Data section start
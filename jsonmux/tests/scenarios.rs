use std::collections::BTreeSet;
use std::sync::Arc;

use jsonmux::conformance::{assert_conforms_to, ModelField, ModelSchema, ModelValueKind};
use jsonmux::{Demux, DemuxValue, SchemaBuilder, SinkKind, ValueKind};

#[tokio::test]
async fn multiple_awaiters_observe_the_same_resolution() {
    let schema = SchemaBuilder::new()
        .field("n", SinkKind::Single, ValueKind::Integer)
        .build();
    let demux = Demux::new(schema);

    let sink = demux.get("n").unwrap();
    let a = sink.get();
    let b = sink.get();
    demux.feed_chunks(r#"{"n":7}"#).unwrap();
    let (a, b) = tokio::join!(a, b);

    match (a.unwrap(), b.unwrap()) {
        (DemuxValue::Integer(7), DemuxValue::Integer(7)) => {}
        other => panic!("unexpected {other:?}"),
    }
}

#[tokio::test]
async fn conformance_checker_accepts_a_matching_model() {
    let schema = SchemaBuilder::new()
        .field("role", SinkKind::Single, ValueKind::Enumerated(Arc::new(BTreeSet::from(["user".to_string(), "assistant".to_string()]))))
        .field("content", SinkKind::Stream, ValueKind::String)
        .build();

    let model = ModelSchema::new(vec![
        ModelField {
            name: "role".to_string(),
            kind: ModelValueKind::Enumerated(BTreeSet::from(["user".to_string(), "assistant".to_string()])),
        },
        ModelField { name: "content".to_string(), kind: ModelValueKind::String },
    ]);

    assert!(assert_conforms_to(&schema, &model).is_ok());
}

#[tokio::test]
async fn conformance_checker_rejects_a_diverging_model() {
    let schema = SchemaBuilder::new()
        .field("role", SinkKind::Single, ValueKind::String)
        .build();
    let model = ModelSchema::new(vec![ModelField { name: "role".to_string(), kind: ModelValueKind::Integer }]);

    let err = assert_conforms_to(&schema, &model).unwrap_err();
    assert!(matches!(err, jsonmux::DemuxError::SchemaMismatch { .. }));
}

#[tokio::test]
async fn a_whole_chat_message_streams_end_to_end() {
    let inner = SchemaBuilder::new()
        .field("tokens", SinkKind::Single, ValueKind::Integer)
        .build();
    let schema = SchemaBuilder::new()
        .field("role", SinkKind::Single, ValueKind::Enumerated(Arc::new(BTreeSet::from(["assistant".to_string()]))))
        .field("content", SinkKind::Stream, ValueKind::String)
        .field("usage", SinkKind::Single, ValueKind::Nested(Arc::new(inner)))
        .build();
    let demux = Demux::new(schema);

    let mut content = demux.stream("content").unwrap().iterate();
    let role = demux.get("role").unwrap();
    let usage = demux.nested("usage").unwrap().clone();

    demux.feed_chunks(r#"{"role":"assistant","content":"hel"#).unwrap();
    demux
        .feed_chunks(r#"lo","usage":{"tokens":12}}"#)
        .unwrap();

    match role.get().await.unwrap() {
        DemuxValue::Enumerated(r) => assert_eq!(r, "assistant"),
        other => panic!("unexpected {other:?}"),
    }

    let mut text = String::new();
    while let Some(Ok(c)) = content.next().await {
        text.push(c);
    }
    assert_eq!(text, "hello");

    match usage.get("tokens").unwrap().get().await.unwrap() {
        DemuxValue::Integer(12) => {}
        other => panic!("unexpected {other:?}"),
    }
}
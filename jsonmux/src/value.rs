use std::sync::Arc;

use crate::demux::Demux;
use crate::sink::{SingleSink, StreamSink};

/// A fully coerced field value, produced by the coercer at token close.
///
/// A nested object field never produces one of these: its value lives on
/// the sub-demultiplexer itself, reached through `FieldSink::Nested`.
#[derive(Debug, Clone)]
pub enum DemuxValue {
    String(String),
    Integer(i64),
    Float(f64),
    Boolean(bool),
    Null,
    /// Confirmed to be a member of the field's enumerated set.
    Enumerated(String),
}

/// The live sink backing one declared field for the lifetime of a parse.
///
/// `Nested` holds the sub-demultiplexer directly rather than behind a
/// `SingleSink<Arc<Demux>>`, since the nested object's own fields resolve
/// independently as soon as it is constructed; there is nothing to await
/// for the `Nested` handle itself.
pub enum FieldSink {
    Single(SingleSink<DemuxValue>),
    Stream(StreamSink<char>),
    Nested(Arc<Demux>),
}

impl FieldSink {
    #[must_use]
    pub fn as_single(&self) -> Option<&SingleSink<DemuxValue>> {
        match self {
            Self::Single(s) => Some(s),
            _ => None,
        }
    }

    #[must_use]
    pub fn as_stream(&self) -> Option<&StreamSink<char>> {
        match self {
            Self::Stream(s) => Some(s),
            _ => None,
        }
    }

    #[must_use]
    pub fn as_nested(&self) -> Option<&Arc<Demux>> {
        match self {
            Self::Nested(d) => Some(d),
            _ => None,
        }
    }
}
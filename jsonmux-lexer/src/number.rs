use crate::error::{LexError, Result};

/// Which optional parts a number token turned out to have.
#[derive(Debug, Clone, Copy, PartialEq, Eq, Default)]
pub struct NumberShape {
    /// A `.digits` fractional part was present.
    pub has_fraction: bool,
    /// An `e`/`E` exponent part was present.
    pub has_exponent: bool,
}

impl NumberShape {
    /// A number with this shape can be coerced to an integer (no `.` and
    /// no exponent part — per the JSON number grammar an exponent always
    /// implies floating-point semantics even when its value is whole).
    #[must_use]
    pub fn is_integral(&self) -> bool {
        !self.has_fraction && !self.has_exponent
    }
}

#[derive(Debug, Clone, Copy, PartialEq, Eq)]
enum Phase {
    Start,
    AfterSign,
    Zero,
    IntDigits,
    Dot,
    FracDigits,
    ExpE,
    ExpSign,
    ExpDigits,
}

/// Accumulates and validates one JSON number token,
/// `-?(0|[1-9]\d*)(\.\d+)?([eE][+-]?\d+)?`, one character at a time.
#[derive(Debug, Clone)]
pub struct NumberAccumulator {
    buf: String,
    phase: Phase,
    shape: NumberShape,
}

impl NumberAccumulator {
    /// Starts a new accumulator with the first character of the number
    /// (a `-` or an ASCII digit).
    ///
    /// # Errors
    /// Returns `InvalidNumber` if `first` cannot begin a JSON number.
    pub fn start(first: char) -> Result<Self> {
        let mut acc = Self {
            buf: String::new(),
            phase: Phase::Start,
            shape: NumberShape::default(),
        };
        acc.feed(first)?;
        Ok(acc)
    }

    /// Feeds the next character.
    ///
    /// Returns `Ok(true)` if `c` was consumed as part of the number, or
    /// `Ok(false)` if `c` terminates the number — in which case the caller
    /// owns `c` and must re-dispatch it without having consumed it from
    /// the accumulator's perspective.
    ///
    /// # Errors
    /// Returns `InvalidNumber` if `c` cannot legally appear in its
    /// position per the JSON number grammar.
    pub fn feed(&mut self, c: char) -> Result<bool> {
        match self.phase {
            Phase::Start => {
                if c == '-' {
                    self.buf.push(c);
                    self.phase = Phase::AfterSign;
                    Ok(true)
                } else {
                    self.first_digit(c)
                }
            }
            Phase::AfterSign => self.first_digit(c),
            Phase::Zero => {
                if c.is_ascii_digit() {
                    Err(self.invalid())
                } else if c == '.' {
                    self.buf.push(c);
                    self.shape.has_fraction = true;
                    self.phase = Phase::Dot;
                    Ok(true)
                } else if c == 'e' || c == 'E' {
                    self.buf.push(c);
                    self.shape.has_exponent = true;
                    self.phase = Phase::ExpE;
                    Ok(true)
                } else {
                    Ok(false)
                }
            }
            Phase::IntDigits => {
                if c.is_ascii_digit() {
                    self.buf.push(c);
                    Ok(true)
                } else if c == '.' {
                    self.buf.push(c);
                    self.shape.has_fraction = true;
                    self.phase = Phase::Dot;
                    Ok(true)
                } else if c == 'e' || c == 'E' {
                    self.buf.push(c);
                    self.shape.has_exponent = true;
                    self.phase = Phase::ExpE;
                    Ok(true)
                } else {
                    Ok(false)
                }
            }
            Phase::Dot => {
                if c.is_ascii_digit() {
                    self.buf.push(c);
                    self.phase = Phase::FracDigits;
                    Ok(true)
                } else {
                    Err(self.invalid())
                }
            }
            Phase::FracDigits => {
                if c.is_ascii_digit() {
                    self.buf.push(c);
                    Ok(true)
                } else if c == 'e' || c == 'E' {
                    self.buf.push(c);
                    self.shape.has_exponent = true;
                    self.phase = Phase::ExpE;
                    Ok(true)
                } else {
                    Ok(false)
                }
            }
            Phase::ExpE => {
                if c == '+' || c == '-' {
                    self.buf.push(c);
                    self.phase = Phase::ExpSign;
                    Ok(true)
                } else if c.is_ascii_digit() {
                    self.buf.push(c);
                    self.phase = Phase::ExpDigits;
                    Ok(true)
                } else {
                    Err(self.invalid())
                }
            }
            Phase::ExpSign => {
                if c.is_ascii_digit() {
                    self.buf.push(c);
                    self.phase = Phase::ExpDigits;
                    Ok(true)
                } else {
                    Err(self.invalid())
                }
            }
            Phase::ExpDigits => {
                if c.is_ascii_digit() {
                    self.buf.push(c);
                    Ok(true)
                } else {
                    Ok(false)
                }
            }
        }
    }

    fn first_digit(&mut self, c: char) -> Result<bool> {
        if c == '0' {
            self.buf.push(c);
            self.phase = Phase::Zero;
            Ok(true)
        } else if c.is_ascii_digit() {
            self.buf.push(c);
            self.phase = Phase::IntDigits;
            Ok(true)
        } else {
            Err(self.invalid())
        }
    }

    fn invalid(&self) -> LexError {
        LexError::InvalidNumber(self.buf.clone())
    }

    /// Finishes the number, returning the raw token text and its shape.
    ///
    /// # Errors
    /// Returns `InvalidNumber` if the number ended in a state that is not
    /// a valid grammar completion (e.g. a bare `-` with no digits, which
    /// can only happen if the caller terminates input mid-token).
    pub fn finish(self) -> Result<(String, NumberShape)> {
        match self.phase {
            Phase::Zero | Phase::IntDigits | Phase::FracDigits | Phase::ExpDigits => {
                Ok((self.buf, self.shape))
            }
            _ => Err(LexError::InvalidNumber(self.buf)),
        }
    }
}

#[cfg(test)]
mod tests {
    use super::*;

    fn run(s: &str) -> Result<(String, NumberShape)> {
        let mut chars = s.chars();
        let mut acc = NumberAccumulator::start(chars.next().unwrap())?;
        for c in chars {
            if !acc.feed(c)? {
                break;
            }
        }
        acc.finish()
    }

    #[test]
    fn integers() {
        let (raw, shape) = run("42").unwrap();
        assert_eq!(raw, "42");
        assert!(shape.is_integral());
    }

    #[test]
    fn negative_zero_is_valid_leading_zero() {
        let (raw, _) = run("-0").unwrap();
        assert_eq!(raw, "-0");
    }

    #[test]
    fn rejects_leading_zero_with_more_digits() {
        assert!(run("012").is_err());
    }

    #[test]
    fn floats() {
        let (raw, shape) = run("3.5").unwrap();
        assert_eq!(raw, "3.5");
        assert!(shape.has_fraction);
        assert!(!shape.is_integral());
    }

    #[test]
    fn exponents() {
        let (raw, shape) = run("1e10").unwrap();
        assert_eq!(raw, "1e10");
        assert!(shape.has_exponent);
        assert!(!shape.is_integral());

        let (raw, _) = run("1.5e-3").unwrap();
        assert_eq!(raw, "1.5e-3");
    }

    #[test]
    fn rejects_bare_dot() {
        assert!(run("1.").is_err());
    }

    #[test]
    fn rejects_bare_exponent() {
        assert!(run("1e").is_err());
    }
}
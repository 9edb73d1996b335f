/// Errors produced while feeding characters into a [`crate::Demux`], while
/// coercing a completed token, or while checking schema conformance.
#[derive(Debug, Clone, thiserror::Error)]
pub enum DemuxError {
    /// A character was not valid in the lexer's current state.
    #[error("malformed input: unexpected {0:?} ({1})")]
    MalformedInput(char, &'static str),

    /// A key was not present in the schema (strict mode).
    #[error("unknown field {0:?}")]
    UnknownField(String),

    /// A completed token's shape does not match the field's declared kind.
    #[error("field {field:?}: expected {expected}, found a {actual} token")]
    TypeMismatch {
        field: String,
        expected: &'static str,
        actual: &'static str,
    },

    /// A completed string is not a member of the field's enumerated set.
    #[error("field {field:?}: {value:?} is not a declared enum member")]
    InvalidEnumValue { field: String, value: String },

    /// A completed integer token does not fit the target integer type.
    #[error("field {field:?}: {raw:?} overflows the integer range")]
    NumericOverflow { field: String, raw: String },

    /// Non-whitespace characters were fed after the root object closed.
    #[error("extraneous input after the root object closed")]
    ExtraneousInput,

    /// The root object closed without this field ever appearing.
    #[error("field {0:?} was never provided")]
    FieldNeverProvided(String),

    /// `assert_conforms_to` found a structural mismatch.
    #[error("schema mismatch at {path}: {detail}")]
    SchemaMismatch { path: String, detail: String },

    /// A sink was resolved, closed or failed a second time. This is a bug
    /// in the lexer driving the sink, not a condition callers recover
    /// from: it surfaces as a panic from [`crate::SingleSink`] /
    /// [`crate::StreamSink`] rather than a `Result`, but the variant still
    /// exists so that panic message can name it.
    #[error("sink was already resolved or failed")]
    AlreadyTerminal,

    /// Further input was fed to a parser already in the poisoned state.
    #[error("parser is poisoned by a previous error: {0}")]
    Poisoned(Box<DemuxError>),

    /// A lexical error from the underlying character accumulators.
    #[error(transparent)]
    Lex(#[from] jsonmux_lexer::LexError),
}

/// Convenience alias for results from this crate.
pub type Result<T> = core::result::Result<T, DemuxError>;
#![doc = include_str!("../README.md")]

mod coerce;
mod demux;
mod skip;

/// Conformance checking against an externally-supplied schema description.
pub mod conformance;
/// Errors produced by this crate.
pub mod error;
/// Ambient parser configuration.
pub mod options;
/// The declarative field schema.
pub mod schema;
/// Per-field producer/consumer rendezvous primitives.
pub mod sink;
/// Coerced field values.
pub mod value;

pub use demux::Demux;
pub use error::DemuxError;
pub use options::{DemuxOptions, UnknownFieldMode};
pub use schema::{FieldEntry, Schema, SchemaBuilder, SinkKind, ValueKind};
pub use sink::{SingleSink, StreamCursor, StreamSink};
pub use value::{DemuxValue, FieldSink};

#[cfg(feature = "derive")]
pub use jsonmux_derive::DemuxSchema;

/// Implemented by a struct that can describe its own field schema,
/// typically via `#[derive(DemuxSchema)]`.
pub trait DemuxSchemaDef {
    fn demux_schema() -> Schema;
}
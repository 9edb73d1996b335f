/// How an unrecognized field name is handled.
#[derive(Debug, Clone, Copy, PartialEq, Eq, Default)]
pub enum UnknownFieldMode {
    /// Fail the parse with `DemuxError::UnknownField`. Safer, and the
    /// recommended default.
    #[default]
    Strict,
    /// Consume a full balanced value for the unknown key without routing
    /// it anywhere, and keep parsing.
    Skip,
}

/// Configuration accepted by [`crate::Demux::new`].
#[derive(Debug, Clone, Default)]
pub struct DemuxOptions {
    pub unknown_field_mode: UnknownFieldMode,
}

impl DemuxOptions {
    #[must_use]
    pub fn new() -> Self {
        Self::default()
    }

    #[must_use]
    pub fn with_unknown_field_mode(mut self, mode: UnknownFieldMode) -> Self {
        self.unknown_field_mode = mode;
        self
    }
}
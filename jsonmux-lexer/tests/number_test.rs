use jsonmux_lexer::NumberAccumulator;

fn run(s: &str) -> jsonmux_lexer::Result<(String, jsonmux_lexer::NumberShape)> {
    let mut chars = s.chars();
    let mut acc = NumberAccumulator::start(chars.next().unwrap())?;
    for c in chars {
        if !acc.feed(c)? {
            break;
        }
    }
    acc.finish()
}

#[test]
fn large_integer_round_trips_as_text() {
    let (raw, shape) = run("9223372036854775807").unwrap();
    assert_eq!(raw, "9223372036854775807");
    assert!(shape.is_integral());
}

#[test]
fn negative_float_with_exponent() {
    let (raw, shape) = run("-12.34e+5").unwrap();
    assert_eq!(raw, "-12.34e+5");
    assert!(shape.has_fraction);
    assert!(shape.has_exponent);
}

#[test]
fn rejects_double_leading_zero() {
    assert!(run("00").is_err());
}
Data section end
Task requirements
Show every line in the records above that contains the word "assistant".

Written solution
        .field("role", SinkKind::Single, ValueKind::Enumerated(Arc::new(BTreeSet::from(["user".to_string(), "assistant".to_string()]))))
            kind: ModelValueKind::Enumerated(BTreeSet::from(["user".to_string(), "assistant".to_string()])),
        .field("role", SinkKind::Single, ValueKind::Enumerated(Arc::new(BTreeSet::from(["assistant".to_string()]))))
    demux.feed_chunks(r#"{"role":"assistant","content":"hel"#).unwrap();
        DemuxValue::Enumerated(r) => assert_eq!(r, "assistant"),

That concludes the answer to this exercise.